* [Data records]:
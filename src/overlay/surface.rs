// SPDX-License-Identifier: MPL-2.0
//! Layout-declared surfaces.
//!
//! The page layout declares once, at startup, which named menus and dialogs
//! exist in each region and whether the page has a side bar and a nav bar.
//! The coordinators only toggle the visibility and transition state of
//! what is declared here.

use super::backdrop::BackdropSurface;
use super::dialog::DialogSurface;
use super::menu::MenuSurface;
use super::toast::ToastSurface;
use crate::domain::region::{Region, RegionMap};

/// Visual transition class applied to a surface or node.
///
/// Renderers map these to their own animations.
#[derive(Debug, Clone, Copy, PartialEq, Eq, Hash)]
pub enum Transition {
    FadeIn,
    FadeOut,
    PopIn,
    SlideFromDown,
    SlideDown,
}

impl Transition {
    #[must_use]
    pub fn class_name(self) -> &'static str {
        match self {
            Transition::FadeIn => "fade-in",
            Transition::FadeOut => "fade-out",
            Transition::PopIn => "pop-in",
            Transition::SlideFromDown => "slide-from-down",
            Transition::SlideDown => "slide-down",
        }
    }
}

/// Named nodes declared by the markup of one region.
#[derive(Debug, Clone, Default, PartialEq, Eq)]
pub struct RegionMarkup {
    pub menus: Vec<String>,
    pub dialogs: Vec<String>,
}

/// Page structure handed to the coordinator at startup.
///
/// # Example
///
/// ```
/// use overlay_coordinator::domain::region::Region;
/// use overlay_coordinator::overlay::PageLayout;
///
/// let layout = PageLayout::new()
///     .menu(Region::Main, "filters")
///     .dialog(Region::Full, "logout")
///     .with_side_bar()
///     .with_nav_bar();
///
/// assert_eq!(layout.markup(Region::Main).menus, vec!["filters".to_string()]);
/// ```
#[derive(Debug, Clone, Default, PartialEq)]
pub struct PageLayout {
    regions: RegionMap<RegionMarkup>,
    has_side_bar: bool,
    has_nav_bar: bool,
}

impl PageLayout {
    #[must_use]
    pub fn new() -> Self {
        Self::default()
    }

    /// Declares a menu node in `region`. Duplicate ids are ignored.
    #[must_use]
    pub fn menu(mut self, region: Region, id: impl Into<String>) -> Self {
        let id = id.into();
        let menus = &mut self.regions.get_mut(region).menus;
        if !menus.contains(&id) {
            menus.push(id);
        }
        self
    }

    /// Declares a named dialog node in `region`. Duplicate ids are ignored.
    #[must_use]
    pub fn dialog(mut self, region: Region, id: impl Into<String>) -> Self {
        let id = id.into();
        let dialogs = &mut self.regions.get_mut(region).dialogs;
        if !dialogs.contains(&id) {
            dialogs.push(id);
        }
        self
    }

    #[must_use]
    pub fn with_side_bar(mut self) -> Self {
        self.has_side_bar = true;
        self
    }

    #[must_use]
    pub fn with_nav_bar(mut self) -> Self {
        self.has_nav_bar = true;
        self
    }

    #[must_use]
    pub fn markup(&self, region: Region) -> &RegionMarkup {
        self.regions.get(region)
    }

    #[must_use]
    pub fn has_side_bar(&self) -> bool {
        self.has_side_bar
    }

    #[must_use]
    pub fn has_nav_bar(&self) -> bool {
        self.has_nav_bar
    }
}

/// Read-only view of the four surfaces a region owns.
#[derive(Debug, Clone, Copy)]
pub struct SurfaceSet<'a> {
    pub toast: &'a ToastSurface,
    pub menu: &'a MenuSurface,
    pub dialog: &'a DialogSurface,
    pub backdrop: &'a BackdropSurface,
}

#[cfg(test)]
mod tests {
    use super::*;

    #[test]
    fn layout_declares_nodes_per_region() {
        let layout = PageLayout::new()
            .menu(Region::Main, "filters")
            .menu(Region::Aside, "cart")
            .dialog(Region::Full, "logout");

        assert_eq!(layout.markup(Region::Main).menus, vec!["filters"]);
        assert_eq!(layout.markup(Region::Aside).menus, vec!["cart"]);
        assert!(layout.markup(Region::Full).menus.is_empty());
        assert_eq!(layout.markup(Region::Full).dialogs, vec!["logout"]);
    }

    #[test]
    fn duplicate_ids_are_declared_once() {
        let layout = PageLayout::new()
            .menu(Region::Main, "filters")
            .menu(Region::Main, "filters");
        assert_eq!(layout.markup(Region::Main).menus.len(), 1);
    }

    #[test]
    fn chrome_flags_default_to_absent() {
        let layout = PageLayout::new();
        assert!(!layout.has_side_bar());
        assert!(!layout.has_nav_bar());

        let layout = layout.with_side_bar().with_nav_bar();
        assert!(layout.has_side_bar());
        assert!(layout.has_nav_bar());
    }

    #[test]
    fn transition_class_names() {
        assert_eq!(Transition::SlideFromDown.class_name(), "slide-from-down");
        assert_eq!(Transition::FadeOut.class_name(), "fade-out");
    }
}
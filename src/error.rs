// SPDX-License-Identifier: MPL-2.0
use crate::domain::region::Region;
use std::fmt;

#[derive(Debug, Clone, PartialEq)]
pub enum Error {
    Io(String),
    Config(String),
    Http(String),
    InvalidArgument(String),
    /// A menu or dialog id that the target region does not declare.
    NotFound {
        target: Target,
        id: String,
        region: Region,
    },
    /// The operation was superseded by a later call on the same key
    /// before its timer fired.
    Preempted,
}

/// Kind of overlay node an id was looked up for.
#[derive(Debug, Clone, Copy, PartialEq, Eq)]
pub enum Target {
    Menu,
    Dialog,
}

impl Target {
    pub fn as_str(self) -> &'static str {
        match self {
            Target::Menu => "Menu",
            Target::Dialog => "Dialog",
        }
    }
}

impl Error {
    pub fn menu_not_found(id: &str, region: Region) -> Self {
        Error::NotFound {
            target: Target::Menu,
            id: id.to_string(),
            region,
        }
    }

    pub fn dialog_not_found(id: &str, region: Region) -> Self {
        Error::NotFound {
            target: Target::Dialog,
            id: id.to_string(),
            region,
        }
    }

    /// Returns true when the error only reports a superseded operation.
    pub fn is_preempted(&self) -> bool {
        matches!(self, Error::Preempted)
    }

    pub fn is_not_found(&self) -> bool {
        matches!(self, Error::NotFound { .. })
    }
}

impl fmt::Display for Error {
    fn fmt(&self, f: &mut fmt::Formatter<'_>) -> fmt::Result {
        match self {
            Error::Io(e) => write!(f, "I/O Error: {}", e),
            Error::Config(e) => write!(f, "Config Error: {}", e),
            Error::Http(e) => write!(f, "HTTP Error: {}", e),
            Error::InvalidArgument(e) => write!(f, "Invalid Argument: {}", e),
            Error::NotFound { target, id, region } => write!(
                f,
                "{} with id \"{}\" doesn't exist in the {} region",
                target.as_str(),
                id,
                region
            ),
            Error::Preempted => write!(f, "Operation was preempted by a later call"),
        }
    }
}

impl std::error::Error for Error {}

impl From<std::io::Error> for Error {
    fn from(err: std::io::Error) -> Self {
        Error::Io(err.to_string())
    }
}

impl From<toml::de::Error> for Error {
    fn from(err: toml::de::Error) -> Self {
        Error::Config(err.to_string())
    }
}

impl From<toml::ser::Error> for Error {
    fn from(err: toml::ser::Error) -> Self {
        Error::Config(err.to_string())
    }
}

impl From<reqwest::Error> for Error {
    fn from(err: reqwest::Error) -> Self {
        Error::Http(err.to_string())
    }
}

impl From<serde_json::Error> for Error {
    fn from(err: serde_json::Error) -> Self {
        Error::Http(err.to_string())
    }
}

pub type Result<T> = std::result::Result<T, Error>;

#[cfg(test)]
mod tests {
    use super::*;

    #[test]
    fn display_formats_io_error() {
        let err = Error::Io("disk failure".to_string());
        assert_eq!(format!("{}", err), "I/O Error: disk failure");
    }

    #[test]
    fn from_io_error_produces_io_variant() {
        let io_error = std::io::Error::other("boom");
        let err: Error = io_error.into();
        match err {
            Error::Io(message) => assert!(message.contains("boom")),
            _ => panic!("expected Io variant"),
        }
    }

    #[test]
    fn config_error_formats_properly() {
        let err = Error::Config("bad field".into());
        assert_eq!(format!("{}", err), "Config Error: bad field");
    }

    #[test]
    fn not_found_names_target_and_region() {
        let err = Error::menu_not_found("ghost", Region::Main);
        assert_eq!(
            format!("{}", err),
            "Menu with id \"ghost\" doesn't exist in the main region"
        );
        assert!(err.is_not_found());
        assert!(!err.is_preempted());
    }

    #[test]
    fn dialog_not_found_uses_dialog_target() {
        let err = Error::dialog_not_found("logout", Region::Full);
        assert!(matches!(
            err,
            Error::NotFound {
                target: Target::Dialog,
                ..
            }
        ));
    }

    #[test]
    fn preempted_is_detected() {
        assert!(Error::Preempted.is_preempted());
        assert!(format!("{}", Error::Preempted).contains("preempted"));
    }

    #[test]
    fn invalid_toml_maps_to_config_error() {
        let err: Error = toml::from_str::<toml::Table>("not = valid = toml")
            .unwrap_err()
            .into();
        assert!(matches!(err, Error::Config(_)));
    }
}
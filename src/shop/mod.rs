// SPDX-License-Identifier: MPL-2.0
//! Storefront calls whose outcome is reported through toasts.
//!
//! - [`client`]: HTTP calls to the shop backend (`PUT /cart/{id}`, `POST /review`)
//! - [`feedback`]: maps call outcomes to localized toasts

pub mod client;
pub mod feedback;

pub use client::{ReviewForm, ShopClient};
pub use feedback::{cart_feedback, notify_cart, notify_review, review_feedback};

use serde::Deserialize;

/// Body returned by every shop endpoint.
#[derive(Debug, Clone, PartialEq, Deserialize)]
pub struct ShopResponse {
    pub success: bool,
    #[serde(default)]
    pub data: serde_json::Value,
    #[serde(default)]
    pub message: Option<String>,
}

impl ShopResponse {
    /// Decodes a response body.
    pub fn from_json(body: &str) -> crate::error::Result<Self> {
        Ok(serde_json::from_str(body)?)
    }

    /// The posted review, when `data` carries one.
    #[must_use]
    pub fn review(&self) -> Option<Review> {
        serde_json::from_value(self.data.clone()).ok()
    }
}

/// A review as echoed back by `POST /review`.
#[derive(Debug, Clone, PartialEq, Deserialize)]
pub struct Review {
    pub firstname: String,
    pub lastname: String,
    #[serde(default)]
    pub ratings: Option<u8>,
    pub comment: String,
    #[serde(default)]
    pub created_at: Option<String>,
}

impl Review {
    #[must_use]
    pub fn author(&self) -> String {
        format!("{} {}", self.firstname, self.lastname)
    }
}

* [Task]:
Please count how many lines in the preceding records hold the word "disk", then give only that number.

* [Response area]:
2